JOSÉ CARLOS DE ASSIS -
O reconhecimento de Jerusalém como capital de Israel por parte dos Estados Unidos é algo tão estúpido que só se justifica por alguma jogada inteligente por trás. Não tenho nenhuma informação a respeito, exceto dedução. Mas há questões históricas da diplomaria norte-americana que nos sugerem o recurso a iniciativas truculentas para abrir caminho a uma saída de situações embaraçosas, sem perspectiva de vitória, e tendentes a perpetuação.
Recorde-se o fim da guerra do Vietnã. Os EUA, a maior potência da terra, estavam perdendo. Uma imensa oposição interna, sobretudo de estudantes, somava-se aos exércitos do Vietnã do Norte e aos vietcongues do sul numa luta renhida, com grande suporte soviético e chinês. Era uma situação tão desfavorável aos norte-americanos, combatendo longe de casa, que não havia perspectiva real de vitória. Mas para honra do país, não poderia haver rendição.

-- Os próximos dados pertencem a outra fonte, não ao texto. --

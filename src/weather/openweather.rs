//! OpenWeatherMap current-weather client and payload normalization

use std::time::{Duration, Instant};

use chrono::{DateTime, Utc};
use reqwest::Client;
use serde::Deserialize;
use tracing::{debug, info, instrument, warn};

use crate::config::WeatherConfig;
use crate::models::{Coordinate, SunTimes, Wind};
use crate::{ClimateWatchError, Result};

/// Current weather response; only the fields we normalize
#[derive(Debug, Deserialize)]
pub struct CurrentWeatherResponse {
    pub main: MainBlock,
    #[serde(default)]
    pub weather: Vec<WeatherBlock>,
    pub clouds: Option<CloudsBlock>,
    pub visibility: Option<f64>,
    pub wind: WindBlock,
    pub sys: SysBlock,
    #[serde(default)]
    pub name: Option<String>,
}

#[derive(Debug, Deserialize)]
pub struct MainBlock {
    pub temp: f64,
    pub feels_like: f64,
    pub humidity: f64,
    pub pressure: f64,
}

#[derive(Debug, Deserialize)]
pub struct WeatherBlock {
    pub description: String,
    pub icon: String,
}

#[derive(Debug, Deserialize)]
pub struct CloudsBlock {
    pub all: f64,
}

#[derive(Debug, Deserialize)]
pub struct WindBlock {
    pub speed: f64,
    #[serde(default)]
    pub deg: f64,
    pub gust: Option<f64>,
}

#[derive(Debug, Deserialize)]
pub struct SysBlock {
    pub sunrise: i64,
    pub sunset: i64,
}

/// Provider payload mapped onto our field names
#[derive(Debug, Clone, PartialEq)]
pub struct LiveObservation {
    pub temperature: f64,
    pub feels_like: f64,
    pub humidity: u8,
    pub pressure_hpa: f64,
    pub description: String,
    pub icon_code: String,
    pub cloudiness_pct: Option<u8>,
    pub visibility_meters: Option<u32>,
    pub wind: Wind,
    pub sun: SunTimes,
    /// Place name the provider associates with the coordinate, if any
    pub place_name: Option<String>,
}

impl TryFrom<CurrentWeatherResponse> for LiveObservation {
    type Error = ClimateWatchError;

    fn try_from(response: CurrentWeatherResponse) -> Result<Self> {
        let condition = response
            .weather
            .into_iter()
            .next()
            .filter(|w| !w.description.trim().is_empty())
            .ok_or_else(|| ClimateWatchError::parse("weather response has no condition entry"))?;

        let sunrise = epoch_to_utc(response.sys.sunrise)?;
        let sunset = epoch_to_utc(response.sys.sunset)?;

        Ok(Self {
            temperature: response.main.temp,
            feels_like: response.main.feels_like,
            humidity: response.main.humidity.round().clamp(0.0, 100.0) as u8,
            pressure_hpa: response.main.pressure,
            description: condition.description,
            icon_code: condition.icon,
            cloudiness_pct: response
                .clouds
                .map(|c| c.all.round().clamp(0.0, 100.0) as u8),
            visibility_meters: response
                .visibility
                .filter(|v| *v >= 0.0)
                .map(|v| v.round() as u32),
            wind: Wind {
                speed_mps: response.wind.speed,
                direction_deg: response.wind.deg.rem_euclid(360.0).round() as u16 % 360,
                gust_mps: response.wind.gust,
            },
            sun: SunTimes { sunrise, sunset },
            place_name: response.name.filter(|n| !n.trim().is_empty()),
        })
    }
}

fn epoch_to_utc(seconds: i64) -> Result<DateTime<Utc>> {
    DateTime::from_timestamp(seconds, 0)
        .ok_or_else(|| ClimateWatchError::parse(format!("invalid epoch timestamp {seconds}")))
}

/// Client for the live current-conditions lookup
#[derive(Debug, Clone)]
pub struct OpenWeatherClient {
    client: Client,
    base_url: String,
    api_key: Option<String>,
}

impl OpenWeatherClient {
    /// Create a new client from the weather configuration
    pub fn new(config: &WeatherConfig) -> Result<Self> {
        let client = Client::builder()
            .timeout(Duration::from_secs(config.timeout_seconds.into()))
            .user_agent(concat!("ClimateWatch/", env!("CARGO_PKG_VERSION")))
            .build()
            .map_err(|e| ClimateWatchError::config(format!("Failed to create HTTP client: {e}")))?;

        Ok(Self {
            client,
            base_url: config.base_url.trim_end_matches('/').to_string(),
            api_key: config.api_key.clone(),
        })
    }

    /// Fetch current conditions at `coordinate` in metric units
    #[instrument(skip(self), fields(lat = coordinate.latitude, lon = coordinate.longitude))]
    pub async fn current_weather(&self, coordinate: Coordinate) -> Result<LiveObservation> {
        let api_key = self
            .api_key
            .as_deref()
            .ok_or_else(|| ClimateWatchError::config("no weather API key configured"))?;

        let url = format!(
            "{}/weather?lat={}&lon={}&units=metric&appid={}",
            self.base_url, coordinate.latitude, coordinate.longitude, api_key
        );
        debug!(
            "OpenWeatherMap request URL: {}",
            url.split("&appid=").next().unwrap_or(&url)
        );

        let start_time = Instant::now();
        let response = self.client.get(&url).send().await?;

        let status = response.status();
        if !status.is_success() {
            let body = response.text().await.unwrap_or_default();
            return Err(ClimateWatchError::api(
                status.as_u16(),
                format!("OpenWeatherMap returned {status}: {body}"),
            ));
        }

        let payload: CurrentWeatherResponse = response.json().await?;
        let observation = LiveObservation::try_from(payload)?;

        let total_duration = start_time.elapsed();
        info!(
            "Retrieved current weather in {:.3}s: {}",
            total_duration.as_secs_f64(),
            observation.description
        );
        if total_duration.as_secs() > 5 {
            warn!(
                "Slow weather API response: {:.3}s",
                total_duration.as_secs_f64()
            );
        }

        Ok(observation)
    }
}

Quem costurou a saída impossível foi Henry Kissinger, chefe da Assessoria de Segurança Nacional e depois do Departamento de Estado. O acerto foi feito em Paris. Havia, porém, uma situação complicada: como a maior potência da terra poderia sair derrotada de uma guerra? A solução foi relativamente simples: fazendo um bombardeio aéreo de saturação contra o Vietnã do Norte, como prova de força, e logo caindo fora!
Lembre-se que, entre os grandes geopolíticos dos EUA, Kissinger foi o principal interlocutor de Donald Trump pouco antes da eleição. Foram cerca de duas horas de conversa. Sabe-se dela que Kissinger teria considerado inaceitável pelos EUA a incorporação da Criméia pela Rússia. Mas e os outros temas que provavelmente estiveram em pauta? Esse por certo foi um meio de despistar a imprensa e a opinião pública, enquanto outros eram tratados.
A questão Israel-Palestina é a questão mais relevante na política ocidental e no Oriente Médio. Trump pode ter suas simpatias por Israel, mas se colocou abertamente, desde a eleição, a favor da solução dos dois Estados. Israel resiste, mas um gesto amistoso para com Israel – o reconhecimento de Jerusalém como sua capital – não contraria de forma definitiva a sensibilidade dos árabes se o passo seguinte for o reconhecimento do Estado palestino.
Se a jogada for essa, estamos diante de uma iniciativa geopolítica de gênio de Trump. Claro, o processo a seguir é o reconhecimento do Estado judeu pelos palestinos, abrindo caminho para um amplo acordo de paz. Sem esse último, Israel não aceitaria um Estado palestino. E o coroamento do processo seria institucionalizar Jerusalém Ocidental e Oriental como capitais de Israel e da Palestina, numa atmosfera pacífica.
É possível que alguém aparentemente tão bronco como Trump poderá empreender uma proposta dessa natureza, garantida pelo poder americano? Acredito que sim. Como grande empresário, Trump é mais de paz e de negócios do que de guerra. Sobretudo se for comparado a Hillary Clinton, a grande líder de destruição de governos na chamada Primavera Árabe e do assassinato de Muamar Kadafi, passo importante para a destruição da Líbia.
Nesse aspecto, o reconhecimento de Jerusalém como capital, na verdade um fato consumado, poderia quebrar a maldição que recai sobre a Palestina desde 1948, quando os judeus tomaram conta da região pela força e expandiu sua posse em guerras seguintes. Posso estar enganado, mas o espírito de Kissinger talvez vigie por trás dessa medida aparentemente de força mas que abre de forma definitiva o caminho para a paz.